### PROBLEM DETAILS
Emit an exact copy of the lines running from the start of the records to the line containing "(OutputFormat::Json, Results::Scan(values)) =>", both included.
### SOURCE INFORMATION
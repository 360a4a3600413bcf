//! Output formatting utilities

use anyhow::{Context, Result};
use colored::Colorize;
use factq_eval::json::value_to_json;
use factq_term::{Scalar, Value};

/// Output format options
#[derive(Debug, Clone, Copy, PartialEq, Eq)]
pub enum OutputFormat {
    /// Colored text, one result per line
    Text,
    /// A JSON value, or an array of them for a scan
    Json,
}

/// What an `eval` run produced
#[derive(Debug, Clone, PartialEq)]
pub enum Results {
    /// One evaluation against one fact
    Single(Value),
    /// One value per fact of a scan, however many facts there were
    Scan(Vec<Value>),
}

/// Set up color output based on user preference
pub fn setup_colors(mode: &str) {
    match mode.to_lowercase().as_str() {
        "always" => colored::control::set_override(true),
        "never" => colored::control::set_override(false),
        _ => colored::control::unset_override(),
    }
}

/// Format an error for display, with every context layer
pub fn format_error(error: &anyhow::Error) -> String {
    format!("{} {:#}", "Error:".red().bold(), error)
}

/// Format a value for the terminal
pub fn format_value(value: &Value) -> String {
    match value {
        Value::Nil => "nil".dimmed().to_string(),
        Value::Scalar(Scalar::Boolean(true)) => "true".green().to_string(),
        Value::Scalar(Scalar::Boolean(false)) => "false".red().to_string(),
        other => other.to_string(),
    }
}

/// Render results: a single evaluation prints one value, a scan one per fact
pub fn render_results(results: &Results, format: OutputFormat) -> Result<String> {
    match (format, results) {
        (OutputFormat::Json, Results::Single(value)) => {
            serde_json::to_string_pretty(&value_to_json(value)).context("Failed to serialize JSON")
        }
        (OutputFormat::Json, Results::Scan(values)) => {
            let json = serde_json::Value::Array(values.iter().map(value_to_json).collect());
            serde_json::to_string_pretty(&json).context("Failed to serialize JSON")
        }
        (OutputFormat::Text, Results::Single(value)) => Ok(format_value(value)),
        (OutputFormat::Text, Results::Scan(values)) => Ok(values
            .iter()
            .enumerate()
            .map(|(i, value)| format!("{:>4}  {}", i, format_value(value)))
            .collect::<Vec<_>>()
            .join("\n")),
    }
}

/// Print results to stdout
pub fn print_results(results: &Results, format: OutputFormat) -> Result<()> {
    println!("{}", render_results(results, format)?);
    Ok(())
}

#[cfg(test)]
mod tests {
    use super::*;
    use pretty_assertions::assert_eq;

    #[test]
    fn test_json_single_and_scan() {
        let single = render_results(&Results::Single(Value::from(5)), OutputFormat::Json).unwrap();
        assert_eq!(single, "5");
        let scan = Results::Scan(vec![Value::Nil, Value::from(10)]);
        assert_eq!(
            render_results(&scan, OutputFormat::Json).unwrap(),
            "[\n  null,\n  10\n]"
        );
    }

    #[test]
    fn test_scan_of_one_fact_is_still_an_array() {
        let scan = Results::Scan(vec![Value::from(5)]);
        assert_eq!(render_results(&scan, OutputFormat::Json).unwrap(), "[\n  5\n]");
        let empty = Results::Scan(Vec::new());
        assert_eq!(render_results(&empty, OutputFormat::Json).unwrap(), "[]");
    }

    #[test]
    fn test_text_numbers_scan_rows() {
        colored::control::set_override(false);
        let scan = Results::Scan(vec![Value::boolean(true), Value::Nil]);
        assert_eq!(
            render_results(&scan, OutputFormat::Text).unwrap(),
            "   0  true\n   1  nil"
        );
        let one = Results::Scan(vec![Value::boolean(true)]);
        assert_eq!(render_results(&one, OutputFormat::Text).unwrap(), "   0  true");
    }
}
######
### TASK OUTPUT
repository 360a4a3600413bcf
//! Output formatting utilities

use anyhow::{Context, Result};
use colored::Colorize;
use factq_eval::json::value_to_json;
use factq_term::{Scalar, Value};

/// Output format options
#[derive(Debug, Clone, Copy, PartialEq, Eq)]
pub enum OutputFormat {
    /// Colored text, one result per line
    Text,
    /// A JSON value, or an array of them for a scan
    Json,
}

/// What an `eval` run produced
#[derive(Debug, Clone, PartialEq)]
pub enum Results {
    /// One evaluation against one fact
    Single(Value),
    /// One value per fact of a scan, however many facts there were
    Scan(Vec<Value>),
}

/// Set up color output based on user preference
pub fn setup_colors(mode: &str) {
    match mode.to_lowercase().as_str() {
        "always" => colored::control::set_override(true),
        "never" => colored::control::set_override(false),
        _ => colored::control::unset_override(),
    }
}

/// Format an error for display, with every context layer
pub fn format_error(error: &anyhow::Error) -> String {
    format!("{} {:#}", "Error:".red().bold(), error)
}

/// Format a value for the terminal
pub fn format_value(value: &Value) -> String {
    match value {
        Value::Nil => "nil".dimmed().to_string(),
        Value::Scalar(Scalar::Boolean(true)) => "true".green().to_string(),
        Value::Scalar(Scalar::Boolean(false)) => "false".red().to_string(),
        other => other.to_string(),
    }
}

/// Render results: a single evaluation prints one value, a scan one per fact
pub fn render_results(results: &Results, format: OutputFormat) -> Result<String> {
    match (format, results) {
        (OutputFormat::Json, Results::Single(value)) => {
            serde_json::to_string_pretty(&value_to_json(value)).context("Failed to serialize JSON")
        }
        (OutputFormat::Json, Results::Scan(values)) => {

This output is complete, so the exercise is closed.